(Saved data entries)
═══
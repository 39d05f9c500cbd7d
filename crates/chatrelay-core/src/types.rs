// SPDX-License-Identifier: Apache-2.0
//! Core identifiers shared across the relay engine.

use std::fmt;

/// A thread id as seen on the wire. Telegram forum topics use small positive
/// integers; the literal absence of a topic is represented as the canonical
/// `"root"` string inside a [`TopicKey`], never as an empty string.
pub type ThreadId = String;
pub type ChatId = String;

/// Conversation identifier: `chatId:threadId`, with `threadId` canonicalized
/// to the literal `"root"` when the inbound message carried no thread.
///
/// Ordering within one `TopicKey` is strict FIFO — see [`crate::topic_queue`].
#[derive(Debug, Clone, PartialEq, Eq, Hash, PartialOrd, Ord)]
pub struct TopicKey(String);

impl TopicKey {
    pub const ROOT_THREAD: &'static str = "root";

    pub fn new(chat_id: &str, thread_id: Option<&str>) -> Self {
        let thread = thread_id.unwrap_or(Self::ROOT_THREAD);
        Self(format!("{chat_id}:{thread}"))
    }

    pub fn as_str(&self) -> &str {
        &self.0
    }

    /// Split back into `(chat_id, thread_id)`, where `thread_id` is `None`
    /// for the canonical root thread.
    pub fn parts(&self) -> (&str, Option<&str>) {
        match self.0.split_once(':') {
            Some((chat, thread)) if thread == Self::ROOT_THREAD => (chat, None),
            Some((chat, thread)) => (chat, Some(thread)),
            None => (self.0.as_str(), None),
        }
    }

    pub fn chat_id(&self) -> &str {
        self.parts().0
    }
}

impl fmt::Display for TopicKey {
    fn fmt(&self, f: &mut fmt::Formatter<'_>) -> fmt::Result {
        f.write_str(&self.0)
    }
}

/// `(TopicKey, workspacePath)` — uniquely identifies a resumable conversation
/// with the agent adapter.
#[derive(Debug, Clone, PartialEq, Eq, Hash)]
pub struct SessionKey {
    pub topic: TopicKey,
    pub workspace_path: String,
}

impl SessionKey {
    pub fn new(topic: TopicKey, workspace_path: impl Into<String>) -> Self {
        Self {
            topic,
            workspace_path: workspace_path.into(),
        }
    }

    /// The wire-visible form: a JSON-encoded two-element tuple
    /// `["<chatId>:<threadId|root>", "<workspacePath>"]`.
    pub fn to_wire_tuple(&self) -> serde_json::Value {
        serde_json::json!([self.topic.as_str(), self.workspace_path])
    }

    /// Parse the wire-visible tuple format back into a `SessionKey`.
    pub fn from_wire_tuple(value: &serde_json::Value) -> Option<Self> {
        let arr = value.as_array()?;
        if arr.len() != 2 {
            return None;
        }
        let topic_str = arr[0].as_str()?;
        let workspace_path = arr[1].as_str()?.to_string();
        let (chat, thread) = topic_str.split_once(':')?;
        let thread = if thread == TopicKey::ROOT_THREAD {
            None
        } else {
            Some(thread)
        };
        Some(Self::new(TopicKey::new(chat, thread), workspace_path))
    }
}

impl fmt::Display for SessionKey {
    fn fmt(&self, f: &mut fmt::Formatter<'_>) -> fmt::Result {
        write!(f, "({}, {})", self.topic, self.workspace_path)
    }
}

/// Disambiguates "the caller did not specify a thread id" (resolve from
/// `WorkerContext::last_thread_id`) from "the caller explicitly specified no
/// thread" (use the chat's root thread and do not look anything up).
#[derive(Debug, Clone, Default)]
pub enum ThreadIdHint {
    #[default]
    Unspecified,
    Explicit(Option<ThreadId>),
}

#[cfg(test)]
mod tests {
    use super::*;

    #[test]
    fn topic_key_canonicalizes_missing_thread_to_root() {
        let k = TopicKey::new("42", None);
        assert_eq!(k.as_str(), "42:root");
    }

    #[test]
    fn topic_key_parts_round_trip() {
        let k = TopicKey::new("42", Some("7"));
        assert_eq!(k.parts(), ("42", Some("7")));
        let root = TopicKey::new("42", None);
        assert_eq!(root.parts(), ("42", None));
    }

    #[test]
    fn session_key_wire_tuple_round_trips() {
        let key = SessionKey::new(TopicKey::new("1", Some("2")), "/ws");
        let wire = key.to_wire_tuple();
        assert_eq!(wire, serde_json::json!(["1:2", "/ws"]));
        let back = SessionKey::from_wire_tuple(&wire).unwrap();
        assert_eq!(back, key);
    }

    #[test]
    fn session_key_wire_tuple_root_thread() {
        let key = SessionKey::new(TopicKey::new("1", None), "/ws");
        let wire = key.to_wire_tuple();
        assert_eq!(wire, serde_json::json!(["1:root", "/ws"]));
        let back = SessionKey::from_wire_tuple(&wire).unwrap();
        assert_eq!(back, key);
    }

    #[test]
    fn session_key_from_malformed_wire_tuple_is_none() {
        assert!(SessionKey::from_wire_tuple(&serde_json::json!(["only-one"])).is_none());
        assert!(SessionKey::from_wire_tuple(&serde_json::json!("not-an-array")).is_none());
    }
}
═══
**EXERCISE**
This calls for an exact transcription of every entry above.

**TASK RESULT**
repository 39d05f9c500cbd7d
filename crates/chatrelay-core/src/types.rs
// SPDX-License-Identifier: Apache-2.0
//! Core identifiers shared across the relay engine.

use std::fmt;

/// A thread id as seen on the wire. Telegram forum topics use small positive
/// integers; the literal absence of a topic is represented as the canonical
/// `"root"` string inside a [`TopicKey`], never as an empty string.
pub type ThreadId = String;
pub type ChatId = String;

/// Conversation identifier: `chatId:threadId`, with `threadId` canonicalized
/// to the literal `"root"` when the inbound message carried no thread.
///
/// Ordering within one `TopicKey` is strict FIFO — see [`crate::topic_queue`].
#[derive(Debug, Clone, PartialEq, Eq, Hash, PartialOrd, Ord)]
pub struct TopicKey(String);

impl TopicKey {
    pub const ROOT_THREAD: &'static str = "root";

    pub fn new(chat_id: &str, thread_id: Option<&str>) -> Self {
        let thread = thread_id.unwrap_or(Self::ROOT_THREAD);
        Self(format!("{chat_id}:{thread}"))
    }

    pub fn as_str(&self) -> &str {
        &self.0
    }

    /// Split back into `(chat_id, thread_id)`, where `thread_id` is `None`
    /// for the canonical root thread.
    pub fn parts(&self) -> (&str, Option<&str>) {
        match self.0.split_once(':') {
            Some((chat, thread)) if thread == Self::ROOT_THREAD => (chat, None),
            Some((chat, thread)) => (chat, Some(thread)),
            None => (self.0.as_str(), None),
        }
    }

    pub fn chat_id(&self) -> &str {
        self.parts().0
    }
}

impl fmt::Display for TopicKey {
    fn fmt(&self, f: &mut fmt::Formatter<'_>) -> fmt::Result {
        f.write_str(&self.0)
    }
}

/// `(TopicKey, workspacePath)` — uniquely identifies a resumable conversation
/// with the agent adapter.
#[derive(Debug, Clone, PartialEq, Eq, Hash)]
pub struct SessionKey {
    pub topic: TopicKey,
    pub workspace_path: String,
}

impl SessionKey {
    pub fn new(topic: TopicKey, workspace_path: impl Into<String>) -> Self {
        Self {
            topic,
            workspace_path: workspace_path.into(),
        }
    }

    /// The wire-visible form: a JSON-encoded two-element tuple
    /// `["<chatId>:<threadId|root>", "<workspacePath>"]`.
    pub fn to_wire_tuple(&self) -> serde_json::Value {
        serde_json::json!([self.topic.as_str(), self.workspace_path])
    }

    /// Parse the wire-visible tuple format back into a `SessionKey`.
    pub fn from_wire_tuple(value: &serde_json::Value) -> Option<Self> {
        let arr = value.as_array()?;
        if arr.len() != 2 {
            return None;
        }
        let topic_str = arr[0].as_str()?;
        let workspace_path = arr[1].as_str()?.to_string();
        let (chat, thread) = topic_str.split_once(':')?;
        let thread = if thread == TopicKey::ROOT_THREAD {
            None
        } else {
            Some(thread)
        };
        Some(Self::new(TopicKey::new(chat, thread), workspace_path))
    }
}

impl fmt::Display for SessionKey {
    fn fmt(&self, f: &mut fmt::Formatter<'_>) -> fmt::Result {
        write!(f, "({}, {})", self.topic, self.workspace_path)
    }
}

/// Disambiguates "the caller did not specify a thread id" (resolve from
/// `WorkerContext::last_thread_id`) from "the caller explicitly specified no
/// thread" (use the chat's root thread and do not look anything up).
#[derive(Debug, Clone, Default)]
pub enum ThreadIdHint {
    #[default]
    Unspecified,
    Explicit(Option<ThreadId>),
}

#[cfg(test)]
mod tests {
    use super::*;

    #[test]
    fn topic_key_canonicalizes_missing_thread_to_root() {
        let k = TopicKey::new("42", None);
        assert_eq!(k.as_str(), "42:root");
    }

    #[test]
    fn topic_key_parts_round_trip() {
        let k = TopicKey::new("42", Some("7"));
        assert_eq!(k.parts(), ("42", Some("7")));
        let root = TopicKey::new("42", None);
        assert_eq!(root.parts(), ("42", None));
    }

    #[test]
    fn session_key_wire_tuple_round_trips() {
        let key = SessionKey::new(TopicKey::new("1", Some("2")), "/ws");
        let wire = key.to_wire_tuple();
        assert_eq!(wire, serde_json::json!(["1:2", "/ws"]));
        let back = SessionKey::from_wire_tuple(&wire).unwrap();
        assert_eq!(back, key);
    }

    #[test]
    fn session_key_wire_tuple_root_thread() {
        let key = SessionKey::new(TopicKey::new("1", None), "/ws");
        let wire = key.to_wire_tuple();
        assert_eq!(wire, serde_json::json!(["1:root", "/ws"]));
        let back = SessionKey::from_wire_tuple(&wire).unwrap();
        assert_eq!(back, key);
    }

    #[test]
    fn session_key_from_malformed_wire_tuple_is_none() {
        assert!(SessionKey::from_wire_tuple(&serde_json::json!(["only-one"])).is_none());
        assert!(SessionKey::from_wire_tuple(&serde_json::json!("not-an-array")).is_none());
    }
}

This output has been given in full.